For a moonshot, I think Nexstar Media could make an entire bid for the company. Nexstar will be the consolidator in the industry and will look to add as many stations as possible in this deregulatory environment. I think acquiring Scripps is the best play for Nexstar. If Nexstar acquired Scrips, they would instantly be able to consolidate all of the overlapping stations and wipe out G&A, but they would also be able to take their joint venture interest in EdgeBeam from 25% to 50%. Also what is interesting is the commentary that Nexstar said in a 2022 conference call: "We and Scripps warehouse more spectrum in the United States than any other companies by a wide margin. We and Scripps actually have a 92% unduplicated reach of the United States with our spectrum assets. And so the cadence of conversations there have increased as to what we can do together to create a business, monetizing our spectrum …that money will begin to flow later in this decade. And by the end of the decade, 2030 that spectrum revenue could rival distribution revenue or retrans revenue for our industry and certainly for our company".

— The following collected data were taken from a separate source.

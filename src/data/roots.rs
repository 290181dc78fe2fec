//! Safe pointers: tracked references that survive collection.
//!
//! A `Ptr` does not hold an address. It holds a slot in the runtime's
//! registry, and the registry holds the object's current offset.
//! The collector rewrites registry slots when it moves objects,
//! so a `Ptr` always denotes the same logical object.
//!
//! Registration follows lexical nesting, so the registry is a vector
//! with a high-water mark: releasing the last slot pops it (and any vacant
//! slots below it); releasing an inner slot leaves a hole until the slots
//! above it are released.
//!
//! Object bytes are only reachable through `Ptr::with_bytes`, which borrows
//! the arena for the duration of the closure. Allocating inside that closure
//! panics on the arena's `RefCell` rather than reading moved memory.

use super::{Offset, Runtime};
use crate::data::objects::{self, Object};
use crate::data::Tag;
use crate::dispatch;
use crate::eval::Error;

const VACANT: u32 = u32::MAX;

#[derive(Default)]
pub struct Registry {
    slots: Vec<u32>,
    high_water: usize,
}

impl Registry {
    pub fn register(&mut self, offset: usize) -> usize {
        let slot = self.slots.len();
        self.slots.push(offset as u32);
        self.high_water = self.high_water.max(self.slots.len());
        slot
    }

    pub fn release(&mut self, slot: usize) {
        self.slots[slot] = VACANT;
        while self.slots.last() == Some(&VACANT) {
            self.slots.pop();
        }
    }

    pub fn get(&self, slot: usize) -> usize {
        let raw = self.slots[slot];
        debug_assert_ne!(raw, VACANT, "read from a released safe pointer");
        raw as usize
    }

    pub fn set(&mut self, slot: usize, offset: usize) {
        self.slots[slot] = offset as u32;
    }

    /// Live slots and their offsets.
    pub fn live(&self) -> impl Iterator<Item = (usize, usize)> + '_ {
        self.slots
            .iter()
            .enumerate()
            .filter(|(_, &o)| o != VACANT)
            .map(|(slot, &o)| (slot, o as usize))
    }

    /// Number of live safe pointers.
    pub fn len(&self) -> usize {
        self.live().count()
    }

    pub fn high_water(&self) -> usize {
        self.high_water
    }
}

/// A tracked reference to an object in the arena.
pub struct Ptr<'rt> {
    rt: &'rt Runtime,
    slot: usize,
}

impl<'rt> Ptr<'rt> {
    pub(crate) fn new(rt: &'rt Runtime, offset: usize) -> Self {
        let slot = rt.roots.borrow_mut().register(offset);
        Ptr { rt, slot }
    }

    pub fn runtime(&self) -> &'rt Runtime {
        self.rt
    }

    /// Current position of the object. Only valid until the next allocation.
    pub fn offset(&self) -> Offset {
        Offset(self.rt.roots.borrow().get(self.slot) as u32)
    }

    pub(crate) fn position(&self) -> usize {
        self.rt.roots.borrow().get(self.slot)
    }

    /// The registry slot, for code that already holds the registry borrowed.
    pub(super) fn slot(&self) -> usize {
        self.slot
    }

    /// Run `f` over the object's bytes, from its tag to its last payload byte.
    pub fn with_bytes<R>(&self, f: impl FnOnce(&[u8]) -> R) -> R {
        let at = self.position();
        let arena = self.rt.arena.borrow();
        let size = dispatch::size(&arena.memory[at..]);
        f(&arena.memory[at..at + size])
    }

    pub fn tag(&self) -> Tag {
        self.with_bytes(objects::tag_of)
    }

    /// Bytes taken by the object.
    pub fn size(&self) -> usize {
        self.with_bytes(|b| b.len())
    }

    /// A copy of the object's bytes.
    pub fn to_bytes(&self) -> Vec<u8> {
        self.with_bytes(|b| b.to_vec())
    }

    /// Decode the object into a value that does not borrow the arena.
    pub fn get(&self) -> Result<Object, Error> {
        self.with_bytes(Object::decode)
    }

    /// A pointer to a position `relative` bytes into this object.
    /// Used for the children of composites, which are stored in place.
    pub fn at(&self, relative: usize) -> Ptr<'rt> {
        Ptr::new(self.rt, self.position() + relative)
    }

    /// Children of a length-prefixed composite, in order.
    /// Empty for any other kind of object.
    pub fn children(&self) -> Vec<Ptr<'rt>> {
        let base = self.position();
        let spans = self.with_bytes(objects::children);
        spans
            .into_iter()
            .map(|(relative, _)| Ptr::new(self.rt, base + relative))
            .collect()
    }
}

impl Clone for Ptr<'_> {
    fn clone(&self) -> Self {
        Ptr::new(self.rt, self.position())
    }
}

impl Drop for Ptr<'_> {
    fn drop(&mut self) {
        self.rt.roots.borrow_mut().release(self.slot);
    }
}

impl PartialEq for Ptr<'_> {
    fn eq(&self, other: &Self) -> bool {
        core::ptr::eq(self.rt, other.rt) && self.position() == other.position()
    }
}

impl Eq for Ptr<'_> {}

impl core::fmt::Debug for Ptr<'_> {
    fn fmt(&self, f: &mut core::fmt::Formatter<'_>) -> core::fmt::Result {
        f.debug_struct("Ptr")
            .field("slot", &self.slot)
            .field("offset", &self.offset())
            .finish()
    }
}

impl core::fmt::Display for Ptr<'_> {
    fn fmt(&self, f: &mut core::fmt::Formatter<'_>) -> core::fmt::Result {
        write!(f, "{}{}", self.tag(), self.offset())
    }
}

Risks to the thesis include: core advertising revenues heading towards a terminal decline, the company not paying off their debt and declaring bankruptcy, a management team that controls the destiny of the equity through super voting shares, the inability to refinance debt, and deregulation not occurring.
Scripps is a levered broadcaster that is in the midst of a deregulatory environment. The equity value is cheap and if management is able to successfully sell assets and de-lever the company, there could be significant upside. In addition, Scripps is a sitting duck for a takeover by someone like Nexstar who is well capitalized.
Disclosure: I do not own shares of The E.W. Scripps Company SSP 0.00%↑ but I may purchase shares anytime after I publish this article. This is not investment advice. I am not an investment advisor. Do your own research.


How do u like other boradcasting companies like TGNA, SBGI? Which company cover the most swing state market?